==== Data supplied ====

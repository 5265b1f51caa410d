//! Error types for podwatch-config.

use crate::core::{EnvVar, Warning};
use std::fmt;

/// Result type alias for podwatch-config operations.
pub type Result<T> = std::result::Result<T, ConfigError>;

/// Errors that can occur while loading or validating configuration.
#[derive(Debug, thiserror::Error)]
pub enum ConfigError {
    /// Failed to load a raw snapshot from a source.
    #[error("Failed to load configuration: {0}")]
    Load(String),

    /// A source produced values that could not be read as flat strings.
    #[error("Failed to deserialize configuration: {0}")]
    Deserialization(String),

    /// The snapshot violated one or more validation rules.
    #[error("Configuration validation failed: {0}")]
    Validation(#[from] ValidationFailure),
}

/// Why a variable was required at the point it was found missing.
#[derive(Debug, Clone, Copy, PartialEq, Eq, Hash)]
pub enum Requirement {
    /// Required regardless of deployment mode.
    Always,
    /// Required because `KUBERNETES_SERVICE_HOST` is absent.
    OutsideCluster,
    /// Required because `PODWATCH_CUSTOM_SERVER_URL` is absent.
    WebService,
}

/// Discriminant of a [`ValidationError`], for matching without payloads.
#[derive(Debug, Clone, Copy, PartialEq, Eq, Hash)]
pub enum ValidationErrorKind {
    /// See [`ValidationError::MissingRequiredVariable`].
    MissingRequiredVariable,
    /// See [`ValidationError::MissingPairedVariable`].
    MissingPairedVariable,
    /// See [`ValidationError::InvalidFormat`].
    InvalidFormat,
}

/// A single violated rule.
#[derive(Debug, Clone, PartialEq, Eq, thiserror::Error)]
pub enum ValidationError {
    /// A variable with no applicable exemption is absent.
    #[error("{}", missing_message(.key, .requirement))]
    MissingRequiredVariable {
        /// The absent variable
        key: EnvVar,
        /// The condition that made it required
        requirement: Requirement,
    },

    /// One half of a linked pair is present without the other.
    #[error("Environment variable {key} must be set because {paired_with} is set")]
    MissingPairedVariable {
        /// The absent half of the pair
        key: EnvVar,
        /// The half that was supplied
        paired_with: EnvVar,
    },

    /// A value is present but does not satisfy its type constraint.
    #[error("Environment variable {key} has invalid value {value:?}: expected {expected}")]
    InvalidFormat {
        /// The offending variable
        key: EnvVar,
        /// The raw value as supplied
        value: String,
        /// What the value should have looked like
        expected: &'static str,
    },
}

fn missing_message(key: &EnvVar, requirement: &Requirement) -> String {
    match requirement {
        Requirement::Always => format!("Environment variable {key} is required."),
        Requirement::OutsideCluster => {
            format!("Environment variable {key} is required when running outside the cluster.")
        }
        Requirement::WebService => format!("Please set the {key} environment variable."),
    }
}

impl ValidationError {
    /// The kind of rule that was violated.
    pub fn kind(&self) -> ValidationErrorKind {
        match self {
            Self::MissingRequiredVariable { .. } => ValidationErrorKind::MissingRequiredVariable,
            Self::MissingPairedVariable { .. } => ValidationErrorKind::MissingPairedVariable,
            Self::InvalidFormat { .. } => ValidationErrorKind::InvalidFormat,
        }
    }

    /// The variable the violation is reported against.
    pub fn key(&self) -> EnvVar {
        match self {
            Self::MissingRequiredVariable { key, .. }
            | Self::MissingPairedVariable { key, .. }
            | Self::InvalidFormat { key, .. } => *key,
        }
    }
}

/// Every violated rule found in one validation pass.
///
/// Warnings gathered during the same pass are kept alongside so an operator
/// sees the whole picture in one report.
#[derive(Debug, Clone, PartialEq, Eq)]
pub struct ValidationFailure {
    errors: Vec<ValidationError>,
    warnings: Vec<Warning>,
}

impl ValidationFailure {
    pub(crate) fn new(errors: Vec<ValidationError>, warnings: Vec<Warning>) -> Self {
        Self { errors, warnings }
    }

    /// The violations, in rule evaluation order. Never empty.
    pub fn errors(&self) -> &[ValidationError] {
        &self.errors
    }

    /// Non-fatal warnings raised by the same pass.
    pub fn warnings(&self) -> &[Warning] {
        &self.warnings
    }

    /// Kinds of all violations, in order.
    pub fn kinds(&self) -> Vec<ValidationErrorKind> {
        self.errors.iter().map(ValidationError::kind).collect()
    }

    /// Whether a violation of `kind` was reported against `key`.
    pub fn contains(&self, kind: ValidationErrorKind, key: EnvVar) -> bool {
        self.errors.iter().any(|e| e.kind() == kind && e.key() == key)
    }

    /// Variables reported with a violation of `kind`, in order.
    pub fn keys_of(&self, kind: ValidationErrorKind) -> Vec<EnvVar> {
        self.errors
            .iter()
            .filter(|e| e.kind() == kind)
            .map(ValidationError::key)
            .collect()
    }
}

impl fmt::Display for ValidationFailure {
    fn fmt(&self, f: &mut fmt::Formatter<'_>) -> fmt::Result {
        if let [only] = self.errors.as_slice() {
            return write!(f, "{}", only);
        }
        writeln!(f, "Multiple validation errors:")?;
        for (i, err) in self.errors.iter().enumerate() {
            writeln!(f, "  {}. {}", i + 1, err)?;
        }
        Ok(())
    }
}

impl std::error::Error for ValidationFailure {}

====

# Work order:
If a line in the entries includes the word "found", copy that line out.

# Solution for this problem:
/// Why a variable was required at the point it was found missing.
/// Every violated rule found in one validation pass.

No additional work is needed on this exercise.